Download or read book The Death of the Artist written by William Deresiewicz and published by Henry Holt and Company. This book was released on 2020-07-28 with total page 336 pages. Available in PDF, EPUB and Kindle. Book excerpt: A deeply researched warning about how the digital economy threatens artists' lives and work—the music, writing, and visual art that sustain our souls and societies—from an award-winning essayist and critic There are two stories you hear about earning a living as an artist in the digital age. One comes from Silicon Valley. There's never been a better time to be an artist, it goes. If you've got a laptop, you've got a recording studio. If you've got an iPhone, you've got a movie camera. And if production is cheap, distribution is free: it's called the Internet. Everyone's an artist; just tap your creativity and put your stuff out there. The other comes from artists themselves. Sure, it goes, you can put your stuff out there, but who's going to pay you for it? Everyone is not an artist. Making art takes years of dedication, and that requires a means of support. If things don't change, a lot of art will cease to be sustainable. So which account is true? Since people are still making a living as artists today, how are they managing to do it? William Deresiewicz, a leading critic of the arts and of contemporary culture, set out to answer those questions. Based on interviews with artists of all kinds, The Death of the Artist argues that we are in the midst of an epochal transformation. If artists were artisans in the Renaissance, bohemians in the nineteenth century, and professionals in the twentieth, a new paradigm is emerging in the digital age, one that is changing our fundamental ideas about the nature of art and the role of the artist in society.

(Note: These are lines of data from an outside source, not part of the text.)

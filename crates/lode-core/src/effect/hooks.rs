// SPDX-License-Identifier: Apache-2.0
// © James Ross Ω FLYING•ROBOTS <https://github.com/flyingrobots>
//! Built-in hook behaviors, dispatched by typed [`HookId`] values bound at
//! contract registration. No string lookups on the hot path.

use tracing::debug;

use crate::contract::HookId;
use crate::coord::quantize_world;
use crate::effect::intent::EffectIntent;
use crate::effect::manager::geometry_hits_actor;
use crate::journal::EffectUpdateFields;
use crate::world::{World, CONDITION_BURNING};

/// Runs a contract's `onSpawn` hook for a just-created instance.
pub(crate) fn dispatch_on_spawn(world: &mut World, effect_id: &str, hook: HookId) {
    match hook {
        HookId::MeleeSpawn => melee_spawn(world, effect_id),
        HookId::StatusBurningDamage => burning_damage(world, effect_id),
        HookId::VisualBloodSplatter => blood_splatter_spawn(world, effect_id),
        HookId::ProjectileLifecycle | HookId::StatusBurningVisual => {}
    }
}

/// Runs a contract's `onTick` hook for a live instance.
pub(crate) fn dispatch_on_tick(world: &mut World, effect_id: &str, hook: HookId) {
    match hook {
        HookId::StatusBurningVisual => burning_visual_sync(world, effect_id),
        HookId::MeleeSpawn
        | HookId::ProjectileLifecycle
        | HookId::StatusBurningDamage
        | HookId::VisualBloodSplatter => {}
    }
}

/// Runs a contract's `onHit` hook for one impact candidate.
pub(crate) fn dispatch_on_hit(world: &mut World, effect_id: &str, target_id: &str, hook: HookId) {
    match hook {
        HookId::ProjectileLifecycle => projectile_hit(world, effect_id, target_id),
        HookId::MeleeSpawn
        | HookId::StatusBurningDamage
        | HookId::StatusBurningVisual
        | HookId::VisualBloodSplatter => {}
    }
}

/// Runs a contract's `onExpire` hook. No built-in contract binds one yet;
/// the dispatch seam exists so new contracts can.
pub(crate) fn dispatch_on_expire(world: &mut World, effect_id: &str, hook: HookId) {
    let _ = (world, effect_id);
    match hook {
        HookId::MeleeSpawn
        | HookId::ProjectileLifecycle
        | HookId::StatusBurningDamage
        | HookId::StatusBurningVisual
        | HookId::VisualBloodSplatter => {}
    }
}

/// Swing rectangle in front of the owner: damage everyone inside and
/// splatter each victim.
fn melee_spawn(world: &mut World, effect_id: &str) {
    let Some(effect) = world.effect(effect_id) else {
        return;
    };
    let geometry = effect.delivery.geometry;
    let owner = effect.owner_actor_id.clone();
    let delta = effect
        .behavior
        .extra
        .get("healthDelta")
        .copied()
        .unwrap_or(0);
    let half = world.config().player_half_extent;

    let bodies: Vec<(String, f64, f64)> = world
        .players
        .values()
        .map(|p| (p.actor.id.clone(), p.actor.x, p.actor.y))
        .chain(
            world
                .npcs
                .values()
                .map(|n| (n.actor.id.clone(), n.actor.x, n.actor.y)),
        )
        .collect();
    let mut victims: Vec<String> = bodies
        .into_iter()
        .filter(|(id, x, y)| {
            Some(id.as_str()) != owner.as_deref() && geometry_hits_actor(&geometry, *x, *y, half)
        })
        .map(|(id, _, _)| id)
        .collect();
    victims.sort_unstable();

    for victim in victims {
        world.apply_health_delta(&victim, delta);
        if let Some(effect) = world.effects.get_mut(effect_id) {
            effect.behavior.accumulated_damage += delta.abs();
        }
        if let Some(target) = world.actor(&victim).cloned() {
            let intent = EffectIntent::blood_splatter(owner.as_deref(), &target);
            world.queue_intent(intent);
        }
    }
}

/// Projectile impact: damage the target and splatter it.
fn projectile_hit(world: &mut World, effect_id: &str, target_id: &str) {
    let Some(effect) = world.effect(effect_id) else {
        return;
    };
    let delta = effect
        .behavior
        .extra
        .get("healthDelta")
        .copied()
        .unwrap_or(0);
    let owner = effect.owner_actor_id.clone();
    world.apply_health_delta(target_id, delta);
    if let Some(effect) = world.effects.get_mut(effect_id) {
        effect.behavior.accumulated_damage += delta.abs();
    }
    if let Some(target) = world.actor(target_id).cloned() {
        let intent = EffectIntent::blood_splatter(owner.as_deref(), &target);
        world.queue_intent(intent);
    }
    debug!(effect = %effect_id, target = %target_id, delta, "projectile hit");
}

/// Periodic burn damage: apply the delta the condition computed, carried
/// in behavior extras. A carrier without one is malformed and does nothing.
fn burning_damage(world: &mut World, effect_id: &str) {
    let Some(effect) = world.effect(effect_id) else {
        return;
    };
    let Some(target) = effect.follow_actor_id.clone() else {
        return;
    };
    let Some(delta) = effect.behavior.extra.get("healthDelta").copied() else {
        return;
    };
    world.apply_health_delta(&target, delta);
    if let Some(effect) = world.effects.get_mut(effect_id) {
        effect.behavior.accumulated_damage += delta.abs();
    }
}

/// Keeps the burn visual's `remaining` parameter in sync with its source
/// condition.
fn burning_visual_sync(world: &mut World, effect_id: &str) {
    let Some(effect) = world.effect(effect_id) else {
        return;
    };
    let Some(target) = effect.follow_actor_id.clone() else {
        return;
    };
    let Some(condition) = world.condition(&target, CONDITION_BURNING) else {
        return;
    };
    if condition.attached_effect.as_deref() != Some(effect_id) {
        return;
    }
    let remaining = condition.expires_at.saturating_sub(world.tick()) as i64;
    let mut params = effect.params.clone();
    if params.get("remaining") == Some(&remaining) {
        return;
    }
    params.insert("remaining".to_owned(), remaining);
    if world.set_effect_params(effect_id, params.clone()) {
        world.stage_effect_update(effect_id, move |e| EffectUpdateFields {
            params: Some(params),
            ticks_remaining: Some(e.behavior.ticks_remaining),
            ..EffectUpdateFields::default()
        });
    }
}

/// Decal placement: jitter the splatter off-center with the
/// `effects.blood` stream so repeated hits do not stack pixel-perfectly.
fn blood_splatter_spawn(world: &mut World, effect_id: &str) {
    let jitter_x = world.blood_rng.next_int(-6, 6) as f64;
    let jitter_y = world.blood_rng.next_int(-6, 6) as f64;
    let Some(effect) = world.effects.get_mut(effect_id) else {
        return;
    };
    effect.delivery.geometry.x += quantize_world(jitter_x);
    effect.delivery.geometry.y += quantize_world(jitter_y);
}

Book From Technological to Virtual Art

Download or read book From Technological to Virtual Art written by Frank Popper and published by . This book was released on 2007 with total page 482 pages. Available in PDF, EPUB and Kindle. Book excerpt: Frank Popper traces the development of immersive, interactive new media art from its antecedents through today's digital, multimedia, & networked art.

Book Art   Fear

    Book Details:
  • Author : David Bayles
  • Publisher : Souvenir Press
  • Release : 2023-02-09
  • ISBN : 1800815999
  • Pages : 109 pages

Download or read book Art Fear written by David Bayles and published by Souvenir Press. This book was released on 2023-02-09 with total page 109 pages. Available in PDF, EPUB and Kindle. Book excerpt: 'I always keep a copy of Art & Fear on my bookshelf' JAMES CLEAR, author of the #1 best-seller Atomic Habits 'A book for anyone and everyone who wants to face their fears and get to work' DEBBIE MILLMAN, author and host of the podcast Design Matters 'A timeless cult classic ... I've stolen tons of inspiration from this book over the years and so will you' AUSTIN KLEON, NYTimes bestselling author of Steal Like an Artist 'The ultimate pep talk for artists. ... An invaluable guide for living a creative, collaborative life.' WENDY MACNAUGHTON, illustrator Art & Fear is about the way art gets made, the reasons it often doesn't get made, and the nature of the difficulties that cause so many artists to give up along the way. Drawing on the authors' own experiences as two working artists, the book delves into the internal and external challenges to making art in the real world, and shows how they can be overcome every day. First published in 1994, Art & Fear quickly became an underground classic, and word-of-mouth has placed it among the best-selling books on artmaking and creativity. Written by artists for artists, it offers generous and wise insight into what it feels like to sit down at your easel or keyboard, in your studio or performance space, trying to do the work you need to do. Every artist, whether a beginner or a prizewinner, a student or a teacher, faces the same fears - and this book illuminates the way through them.